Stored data

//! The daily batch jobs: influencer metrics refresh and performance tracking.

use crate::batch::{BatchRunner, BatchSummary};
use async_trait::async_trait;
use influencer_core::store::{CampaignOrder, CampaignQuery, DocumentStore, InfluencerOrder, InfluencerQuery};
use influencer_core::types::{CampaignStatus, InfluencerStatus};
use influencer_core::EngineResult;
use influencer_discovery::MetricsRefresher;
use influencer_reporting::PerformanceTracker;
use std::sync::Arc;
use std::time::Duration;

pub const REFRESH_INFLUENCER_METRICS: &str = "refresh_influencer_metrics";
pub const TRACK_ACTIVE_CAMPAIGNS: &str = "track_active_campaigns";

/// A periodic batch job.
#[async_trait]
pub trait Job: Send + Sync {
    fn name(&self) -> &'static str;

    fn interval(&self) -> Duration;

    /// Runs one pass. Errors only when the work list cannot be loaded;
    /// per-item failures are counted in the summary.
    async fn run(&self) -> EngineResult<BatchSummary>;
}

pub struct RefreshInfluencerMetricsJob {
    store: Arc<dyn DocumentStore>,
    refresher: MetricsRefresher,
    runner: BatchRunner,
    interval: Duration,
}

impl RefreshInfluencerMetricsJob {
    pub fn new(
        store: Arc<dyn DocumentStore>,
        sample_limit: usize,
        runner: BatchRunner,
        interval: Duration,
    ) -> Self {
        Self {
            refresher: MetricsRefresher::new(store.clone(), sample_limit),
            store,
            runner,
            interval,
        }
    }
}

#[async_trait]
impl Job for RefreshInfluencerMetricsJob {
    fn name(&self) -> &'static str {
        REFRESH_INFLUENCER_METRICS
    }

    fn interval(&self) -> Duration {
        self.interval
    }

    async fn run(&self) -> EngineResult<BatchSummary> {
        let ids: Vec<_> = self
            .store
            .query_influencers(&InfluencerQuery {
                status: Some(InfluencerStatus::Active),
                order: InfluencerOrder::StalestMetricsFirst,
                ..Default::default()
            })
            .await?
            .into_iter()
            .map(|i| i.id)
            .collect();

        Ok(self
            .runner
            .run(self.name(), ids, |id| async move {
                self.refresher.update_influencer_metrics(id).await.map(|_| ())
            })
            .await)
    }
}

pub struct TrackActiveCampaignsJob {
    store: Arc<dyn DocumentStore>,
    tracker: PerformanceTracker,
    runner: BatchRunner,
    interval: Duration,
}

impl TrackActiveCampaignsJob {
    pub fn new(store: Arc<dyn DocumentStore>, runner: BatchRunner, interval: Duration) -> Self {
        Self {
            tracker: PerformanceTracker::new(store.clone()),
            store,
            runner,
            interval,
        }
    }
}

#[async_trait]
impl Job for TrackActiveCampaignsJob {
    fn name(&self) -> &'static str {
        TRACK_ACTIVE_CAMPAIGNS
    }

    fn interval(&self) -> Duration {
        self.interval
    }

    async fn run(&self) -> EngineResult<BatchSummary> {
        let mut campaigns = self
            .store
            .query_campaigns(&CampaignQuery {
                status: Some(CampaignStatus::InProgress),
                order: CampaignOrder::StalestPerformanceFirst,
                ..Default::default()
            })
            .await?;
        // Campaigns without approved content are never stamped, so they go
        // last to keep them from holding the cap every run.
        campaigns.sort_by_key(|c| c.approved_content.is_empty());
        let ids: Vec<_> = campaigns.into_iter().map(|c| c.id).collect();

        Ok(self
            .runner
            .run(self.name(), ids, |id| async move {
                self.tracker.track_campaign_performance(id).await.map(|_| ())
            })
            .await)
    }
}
* * *
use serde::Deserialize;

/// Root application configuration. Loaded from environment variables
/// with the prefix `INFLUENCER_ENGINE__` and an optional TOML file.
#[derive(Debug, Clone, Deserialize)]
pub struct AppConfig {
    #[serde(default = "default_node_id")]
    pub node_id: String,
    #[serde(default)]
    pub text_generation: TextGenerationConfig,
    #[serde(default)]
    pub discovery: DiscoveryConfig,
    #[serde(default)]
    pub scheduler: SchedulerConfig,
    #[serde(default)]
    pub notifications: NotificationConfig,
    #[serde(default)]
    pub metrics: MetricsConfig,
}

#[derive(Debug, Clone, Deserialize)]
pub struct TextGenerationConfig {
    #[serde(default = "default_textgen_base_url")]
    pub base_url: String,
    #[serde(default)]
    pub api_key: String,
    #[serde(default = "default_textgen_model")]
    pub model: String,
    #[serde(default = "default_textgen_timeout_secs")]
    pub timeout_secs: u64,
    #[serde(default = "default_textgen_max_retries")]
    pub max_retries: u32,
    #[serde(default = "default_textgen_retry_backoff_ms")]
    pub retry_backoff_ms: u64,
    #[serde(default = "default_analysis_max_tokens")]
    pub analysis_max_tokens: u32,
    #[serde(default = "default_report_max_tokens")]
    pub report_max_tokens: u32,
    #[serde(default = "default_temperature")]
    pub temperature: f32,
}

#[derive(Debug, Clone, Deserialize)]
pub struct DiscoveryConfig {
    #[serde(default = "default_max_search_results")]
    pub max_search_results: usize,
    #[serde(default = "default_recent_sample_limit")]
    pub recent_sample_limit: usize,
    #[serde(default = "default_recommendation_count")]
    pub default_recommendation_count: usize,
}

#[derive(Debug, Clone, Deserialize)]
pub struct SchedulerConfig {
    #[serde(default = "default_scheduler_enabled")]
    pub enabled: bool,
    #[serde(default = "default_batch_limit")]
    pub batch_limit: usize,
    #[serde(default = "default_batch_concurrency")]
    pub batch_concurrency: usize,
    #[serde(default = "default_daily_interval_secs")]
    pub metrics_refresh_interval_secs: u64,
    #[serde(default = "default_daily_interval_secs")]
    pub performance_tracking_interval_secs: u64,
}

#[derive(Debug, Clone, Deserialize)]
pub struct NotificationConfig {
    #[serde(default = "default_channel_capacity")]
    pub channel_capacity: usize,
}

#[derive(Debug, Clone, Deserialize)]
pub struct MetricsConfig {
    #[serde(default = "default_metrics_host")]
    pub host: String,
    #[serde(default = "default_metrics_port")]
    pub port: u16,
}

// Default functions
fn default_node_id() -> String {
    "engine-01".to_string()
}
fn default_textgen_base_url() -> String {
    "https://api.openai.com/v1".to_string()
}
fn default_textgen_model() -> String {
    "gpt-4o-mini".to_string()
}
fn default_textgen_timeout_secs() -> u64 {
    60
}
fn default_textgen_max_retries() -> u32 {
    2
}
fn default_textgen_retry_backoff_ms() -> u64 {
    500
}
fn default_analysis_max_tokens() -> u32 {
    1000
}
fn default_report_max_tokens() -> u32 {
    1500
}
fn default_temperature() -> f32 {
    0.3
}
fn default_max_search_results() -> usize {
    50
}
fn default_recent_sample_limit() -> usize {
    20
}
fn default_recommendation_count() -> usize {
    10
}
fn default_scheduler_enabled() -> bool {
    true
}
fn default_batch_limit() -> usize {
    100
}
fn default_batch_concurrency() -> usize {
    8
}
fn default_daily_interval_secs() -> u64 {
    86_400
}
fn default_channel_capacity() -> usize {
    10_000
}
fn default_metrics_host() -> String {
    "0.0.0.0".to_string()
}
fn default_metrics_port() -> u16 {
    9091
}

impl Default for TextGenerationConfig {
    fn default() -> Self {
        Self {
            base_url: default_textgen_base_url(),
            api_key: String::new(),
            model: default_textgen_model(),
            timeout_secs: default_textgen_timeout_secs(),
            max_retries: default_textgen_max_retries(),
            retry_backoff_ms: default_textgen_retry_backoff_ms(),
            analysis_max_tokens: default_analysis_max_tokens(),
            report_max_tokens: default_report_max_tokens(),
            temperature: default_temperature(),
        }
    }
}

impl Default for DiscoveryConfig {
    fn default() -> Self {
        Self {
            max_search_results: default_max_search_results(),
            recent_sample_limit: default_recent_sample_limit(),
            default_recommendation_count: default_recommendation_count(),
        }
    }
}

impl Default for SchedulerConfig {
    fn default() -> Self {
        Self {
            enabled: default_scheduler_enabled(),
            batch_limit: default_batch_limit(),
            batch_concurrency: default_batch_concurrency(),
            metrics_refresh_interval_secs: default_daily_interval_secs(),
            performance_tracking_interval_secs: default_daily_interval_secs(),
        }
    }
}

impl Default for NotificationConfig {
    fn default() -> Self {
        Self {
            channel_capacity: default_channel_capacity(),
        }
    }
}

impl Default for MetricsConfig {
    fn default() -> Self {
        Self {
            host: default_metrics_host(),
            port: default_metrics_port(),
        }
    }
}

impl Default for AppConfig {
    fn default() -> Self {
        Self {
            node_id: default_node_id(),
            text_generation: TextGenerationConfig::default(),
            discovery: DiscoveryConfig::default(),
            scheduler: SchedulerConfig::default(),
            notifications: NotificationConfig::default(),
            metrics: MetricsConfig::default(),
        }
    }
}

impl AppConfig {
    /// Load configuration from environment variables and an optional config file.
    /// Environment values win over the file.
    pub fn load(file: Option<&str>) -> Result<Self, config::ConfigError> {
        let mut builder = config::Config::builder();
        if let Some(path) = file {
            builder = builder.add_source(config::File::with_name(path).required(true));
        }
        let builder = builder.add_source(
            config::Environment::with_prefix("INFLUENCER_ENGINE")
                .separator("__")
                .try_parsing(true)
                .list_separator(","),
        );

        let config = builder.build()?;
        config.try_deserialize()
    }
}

**THE TASK**
Working through the records, copy each line in which the word "DocumentStore" appears.

**SOLVED EXERCISE**
use influencer_core::store::{CampaignOrder, CampaignQuery, DocumentStore, InfluencerOrder, InfluencerQuery};
    store: Arc<dyn DocumentStore>,
        store: Arc<dyn DocumentStore>,
    store: Arc<dyn DocumentStore>,
    pub fn new(store: Arc<dyn DocumentStore>, runner: BatchRunner, interval: Duration) -> Self {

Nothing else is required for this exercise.